When a line of the entries contains the word "inserted", report that line.

= Beginning of Section =

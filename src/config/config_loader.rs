use anyhow::Result;

use super::config_model::{Database, DotEnvyConfig, Jwt, Server, Xendit};

pub fn load() -> Result<DotEnvyConfig> {
    dotenvy::dotenv().ok();

    let server = Server {
        port: std::env::var("SERVER_PORT")
            .expect("SERVER_PORT is invalid")
            .parse()?,
        body_limit: std::env::var("SERVER_BODY_LIMIT")
            .expect("SERVER_BODY_LIMIT is invalid")
            .parse()?,
        timeout: std::env::var("SERVER_TIMEOUT")
            .expect("SERVER_TIMEOUT is invalid")
            .parse()?,
    };

    let database = Database {
        url: std::env::var("DATABASE_URL").expect("DATABASE_URL is invalid"),
    };

    let xendit = Xendit {
        base_url: std::env::var("XENDIT_BASE_URL")
            .unwrap_or_else(|_| "https://api.xendit.co".to_string()),
        secret_key: std::env::var("XENDIT_SECRET_KEY").expect("XENDIT_SECRET_KEY is invalid"),
        webhook_token: std::env::var("XENDIT_WEBHOOK_TOKEN")
            .expect("XENDIT_WEBHOOK_TOKEN is invalid"),
        timeout: std::env::var("XENDIT_TIMEOUT")
            .unwrap_or_else(|_| "8".to_string())
            .parse()?,
    };

    let jwt = Jwt {
        secret: std::env::var("JWT_SECRET").expect("JWT_SECRET is invalid"),
    };

    Ok(DotEnvyConfig {
        server,
        database,
        xendit,
        jwt,
    })
}

pub fn get_jwt_secret() -> Result<Jwt> {
    dotenvy::dotenv().ok();

    Ok(Jwt {
        secret: std::env::var("JWT_SECRET").expect("JWT_SECRET is invalid"),
    })
}
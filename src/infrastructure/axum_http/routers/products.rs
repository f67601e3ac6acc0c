use std::sync::Arc;

use axum::{
    Json, Router,
    extract::{Path, Query, State},
    http::StatusCode,
    response::IntoResponse,
    routing::{get, post},
};
use uuid::Uuid;

use crate::{
    application::usecases::products::ProductUseCase,
    auth::AuthUser,
    domain::{
        repositories::products::ProductRepository,
        value_objects::products::{InsertProductModel, ListProductsFilter},
    },
    infrastructure::{
        axum_http::error_responses,
        postgres::{postgres_connection::PgPool, repositories::products::ProductPostgres},
    },
};

pub fn routes(db_pool: Arc<PgPool>) -> Router {
    let product_repository = ProductPostgres::new(Arc::clone(&db_pool));
    let product_usecase = ProductUseCase::new(Arc::new(product_repository));

    Router::new()
        .route("/", get(list_products).post(create_product))
        .route("/:product_id", get(get_product))
        .with_state(Arc::new(product_usecase))
}

pub async fn list_products<P>(
    State(product_usecase): State<Arc<ProductUseCase<P>>>,
    Query(filter): Query<ListProductsFilter>,
) -> impl IntoResponse
where
    P: ProductRepository + Send + Sync,
{
    match product_usecase.list(filter).await {
        Ok(products) => Json(products).into_response(),
        Err(err) => error_responses::usecase_error(err.status_code(), err),
    }
}

pub async fn get_product<P>(
    State(product_usecase): State<Arc<ProductUseCase<P>>>,
    Path(product_id): Path<Uuid>,
) -> impl IntoResponse
where
    P: ProductRepository + Send + Sync,
{
    match product_usecase.get(product_id).await {
        Ok(product) => Json(product).into_response(),
        Err(err) => error_responses::usecase_error(err.status_code(), err),
    }
}

pub async fn create_product<P>(
    State(product_usecase): State<Arc<ProductUseCase<P>>>,
    auth: AuthUser,
    Json(insert_product_model): Json<InsertProductModel>,
) -> impl IntoResponse
where
    P: ProductRepository + Send + Sync,
{
    if !auth.is_admin() {
        return error_responses::usecase_error(
            StatusCode::FORBIDDEN,
            "admin role required to manage the catalog",
        );
    }

    match product_usecase.create(insert_product_model).await {
        Ok(product) => Json(product).into_response(),
        Err(err) => error_responses::usecase_error(err.status_code(), err),
    }
}
use serde::{Deserialize, Serialize};
use uuid::Uuid;

use crate::domain::value_objects::products::ProductDto;

/// Cart identity: an authenticated user or an anonymous browser session,
/// never both.
#[derive(Debug, Clone, PartialEq, Eq)]
pub enum CartOwner {
    User(Uuid),
    Session(String),
}

#[derive(Debug, Clone, Deserialize)]
pub struct AddCartItemModel {
    pub product_id: Uuid,
    pub quantity: i32,
}

#[derive(Debug, Clone, Serialize)]
pub struct CartLineDto {
    pub id: Uuid,
    pub product: ProductDto,
    pub quantity: i32,
    pub price: i64,
    pub total: i64,
}

#[derive(Debug, Clone, Serialize)]
pub struct CartDto {
    pub items: Vec<CartLineDto>,
    pub total: i64,
}
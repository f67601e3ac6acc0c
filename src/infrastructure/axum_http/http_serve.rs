use std::{net::SocketAddr, sync::Arc, time::Duration};

use anyhow::Result;
use axum::{
    Router,
    http::{
        Method,
        header::{AUTHORIZATION, CONTENT_TYPE},
    },
    routing::get,
};
use tokio::net::TcpListener;
use tower_http::{
    cors::{Any, CorsLayer},
    limit::RequestBodyLimitLayer,
    timeout::TimeoutLayer,
    trace::TraceLayer,
};
use tracing::info;

use crate::{
    config::config_model::DotEnvyConfig,
    infrastructure::{
        axum_http::{default_routers, routers},
        payments::xendit_client::XenditClient,
        postgres::postgres_connection::PgPool,
    },
};

pub async fn start(config: Arc<DotEnvyConfig>, db_pool: Arc<PgPool>) -> Result<()> {
    let xendit_client = Arc::new(XenditClient::new(
        config.xendit.base_url.clone(),
        config.xendit.secret_key.clone(),
        Duration::from_secs(config.xendit.timeout),
    )?);

    let app = Router::new()
        .fallback(default_routers::not_found)
        .nest("/api/v1/auth", routers::auth::routes(Arc::clone(&db_pool)))
        .nest(
            "/api/v1/products",
            routers::products::routes(Arc::clone(&db_pool)),
        )
        .nest("/api/v1/cart", routers::carts::routes(Arc::clone(&db_pool)))
        .nest(
            "/api/v1/orders",
            routers::orders::routes(Arc::clone(&db_pool), xendit_client),
        )
        .nest(
            "/api/v1/webhook",
            routers::payment_webhook::routes(
                Arc::clone(&db_pool),
                config.xendit.webhook_token.clone(),
            ),
        )
        .nest(
            "/api/v1/subscription-plans",
            routers::subscription_plans::routes(Arc::clone(&db_pool)),
        )
        .nest(
            "/api/v1/admin",
            routers::admin::routes(Arc::clone(&db_pool)),
        )
        .route("/api/v1/health-check", get(default_routers::health_check))
        .layer(TimeoutLayer::new(Duration::from_secs(
            config.server.timeout,
        )))
        .layer(RequestBodyLimitLayer::new(
            (config.server.body_limit * 1024 * 1024).try_into()?,
        ))
        .layer(
            CorsLayer::new()
                .allow_methods([
                    Method::GET,
                    Method::POST,
                    Method::PATCH,
                    Method::PUT,
                    Method::DELETE,
                ])
                .allow_headers([AUTHORIZATION, CONTENT_TYPE])
                .allow_origin(Any), // TODO Add the domain later
        )
        .layer(TraceLayer::new_for_http());

    let addr = SocketAddr::from(([0, 0, 0, 0], config.server.port));
    let listener = TcpListener::bind(addr).await?;

    info!("Server is running on port {}", config.server.port);
    axum::serve(listener, app)
        .with_graceful_shutdown(shutdown_signal())
        .await?;

    Ok(())
}

async fn shutdown_signal() {
    let ctrl_c = async {
        tokio::signal::ctrl_c()
            .await
            .expect("Failed to install CTRL+C signal handler");
    };

    let terminate = std::future::pending::<()>();

    tokio::select! {
        _ = ctrl_c => info!("Received ctrl+C signal"),
        _ = terminate => info!("Received terminate signal"),
    }
}
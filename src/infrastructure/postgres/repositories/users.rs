use std::sync::Arc;

use anyhow::Result;
use async_trait::async_trait;
use diesel::{OptionalExtension, RunQueryDsl, insert_into, prelude::*};
use uuid::Uuid;

use crate::{
    domain::{
        entities::users::{InsertUserEntity, UserEntity},
        repositories::users::UserRepository,
    },
    infrastructure::postgres::{postgres_connection::PgPool, schema::users},
};

pub struct UserPostgres {
    db_pool: Arc<PgPool>,
}

impl UserPostgres {
    pub fn new(db_pool: Arc<PgPool>) -> Self {
        Self { db_pool }
    }
}

#[async_trait]
impl UserRepository for UserPostgres {
    async fn find_by_email(&self, email: &str) -> Result<Option<UserEntity>> {
        let mut conn = Arc::clone(&self.db_pool).get()?;

        let user = users::table
            .filter(users::email.eq(email))
            .first::<UserEntity>(&mut conn)
            .optional()?;

        Ok(user)
    }

    async fn find_by_id(&self, user_id: Uuid) -> Result<Option<UserEntity>> {
        let mut conn = Arc::clone(&self.db_pool).get()?;

        let user = users::table
            .filter(users::id.eq(user_id))
            .first::<UserEntity>(&mut conn)
            .optional()?;

        Ok(user)
    }

    async fn insert(&self, user: InsertUserEntity) -> Result<UserEntity> {
        let mut conn = Arc::clone(&self.db_pool).get()?;

        let inserted = insert_into(users::table)
            .values(&user)
            .get_result::<UserEntity>(&mut conn)?;

        Ok(inserted)
    }
}
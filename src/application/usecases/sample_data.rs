use std::sync::Arc;

use anyhow::Result;
use tracing::{error, info};

use crate::domain::{
    entities::{
        products::InsertProductEntity, subscription_plans::InsertSubscriptionPlanEntity,
    },
    repositories::{products::ProductRepository, subscription_plans::SubscriptionPlanRepository},
};

pub struct SampleDataUseCase<P, S>
where
    P: ProductRepository + Send + Sync + 'static,
    S: SubscriptionPlanRepository + Send + Sync + 'static,
{
    product_repository: Arc<P>,
    plan_repository: Arc<S>,
}

impl<P, S> SampleDataUseCase<P, S>
where
    P: ProductRepository + Send + Sync + 'static,
    S: SubscriptionPlanRepository + Send + Sync + 'static,
{
    pub fn new(product_repository: Arc<P>, plan_repository: Arc<S>) -> Self {
        Self {
            product_repository,
            plan_repository,
        }
    }

    /// Seeds the starter catalog and pricing plans. A non-empty catalog is
    /// left untouched so a repeated call cannot duplicate either.
    pub async fn init_data(&self) -> Result<&'static str> {
        let product_count = self.product_repository.count().await.map_err(|err| {
            error!(db_error = ?err, "sample_data: failed to count products");
            err
        })?;

        if product_count > 0 {
            return Ok("Sample data already exists");
        }

        for product in sample_products() {
            self.product_repository.insert(product).await.map_err(|err| {
                error!(db_error = ?err, "sample_data: failed to insert product");
                err
            })?;
        }

        for plan in sample_plans() {
            self.plan_repository.insert(plan).await.map_err(|err| {
                error!(db_error = ?err, "sample_data: failed to insert plan");
                err
            })?;
        }

        info!("sample_data: starter catalog and plans seeded");

        Ok("Sample data initialized successfully")
    }
}

// Prices are IDR, which has no minor unit.
fn sample_products() -> Vec<InsertProductEntity> {
    vec![
        InsertProductEntity {
            name: "Premium Subscription (Monthly)".to_string(),
            description: "Get access to all premium features with monthly billing".to_string(),
            price: 99_000,
            stock: 1000,
            category: "subscription".to_string(),
            images: serde_json::json!([
                "https://images.pexels.com/photos/7563569/pexels-photo-7563569.jpeg"
            ]),
        },
        InsertProductEntity {
            name: "Basic Package".to_string(),
            description: "Essential features for getting started".to_string(),
            price: 49_000,
            stock: 1000,
            category: "package".to_string(),
            images: serde_json::json!([
                "https://images.pexels.com/photos/6995253/pexels-photo-6995253.jpeg"
            ]),
        },
        InsertProductEntity {
            name: "Pro Package".to_string(),
            description: "Advanced features for power users".to_string(),
            price: 149_000,
            stock: 1000,
            category: "package".to_string(),
            images: serde_json::json!([
                "https://images.pexels.com/photos/9169180/pexels-photo-9169180.jpeg"
            ]),
        },
    ]
}

fn sample_plans() -> Vec<InsertSubscriptionPlanEntity> {
    vec![
        InsertSubscriptionPlanEntity {
            name: "Basic Plan".to_string(),
            description: "Perfect for individuals".to_string(),
            price: 79_000,
            billing_cycle: "monthly".to_string(),
            features: serde_json::json!(["Basic Features", "Email Support", "5GB Storage"]),
        },
        InsertSubscriptionPlanEntity {
            name: "Pro Plan".to_string(),
            description: "Great for small teams".to_string(),
            price: 199_000,
            billing_cycle: "monthly".to_string(),
            features: serde_json::json!([
                "All Basic Features",
                "Priority Support",
                "50GB Storage",
                "Advanced Analytics"
            ]),
        },
    ]
}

= End of Section =

» **Output for this exercise**
        let inserted = insert_into(users::table)
        Ok(inserted)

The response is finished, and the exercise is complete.